Saved data entries
+ + + +
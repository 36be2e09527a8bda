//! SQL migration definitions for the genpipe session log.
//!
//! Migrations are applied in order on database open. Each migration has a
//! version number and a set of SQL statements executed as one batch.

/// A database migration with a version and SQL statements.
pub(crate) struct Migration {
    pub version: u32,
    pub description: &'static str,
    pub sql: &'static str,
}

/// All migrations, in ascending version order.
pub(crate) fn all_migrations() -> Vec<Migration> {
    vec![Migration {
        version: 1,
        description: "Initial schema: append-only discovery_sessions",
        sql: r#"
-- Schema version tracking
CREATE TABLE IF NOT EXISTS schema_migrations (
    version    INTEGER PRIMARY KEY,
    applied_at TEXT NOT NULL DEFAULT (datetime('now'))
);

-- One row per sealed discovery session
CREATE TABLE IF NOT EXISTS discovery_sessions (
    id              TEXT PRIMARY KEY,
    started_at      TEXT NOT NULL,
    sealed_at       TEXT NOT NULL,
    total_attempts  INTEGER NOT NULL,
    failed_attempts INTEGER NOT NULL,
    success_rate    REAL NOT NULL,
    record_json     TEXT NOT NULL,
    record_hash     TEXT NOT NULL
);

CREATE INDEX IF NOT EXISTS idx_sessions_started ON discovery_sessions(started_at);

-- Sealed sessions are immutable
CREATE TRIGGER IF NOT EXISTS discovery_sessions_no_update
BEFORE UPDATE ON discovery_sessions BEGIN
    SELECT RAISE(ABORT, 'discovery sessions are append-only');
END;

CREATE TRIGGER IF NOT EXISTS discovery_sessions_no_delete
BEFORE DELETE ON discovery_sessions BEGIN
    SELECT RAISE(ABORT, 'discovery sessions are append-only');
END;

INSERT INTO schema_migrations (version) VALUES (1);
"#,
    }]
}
+ + + +
- Task item:
Filter the entries down to the lines with the word "order" in them, and copy those lines.

- Your solution:
//! Migrations are applied in order on database open. Each migration has a
/// All migrations, in ascending version order.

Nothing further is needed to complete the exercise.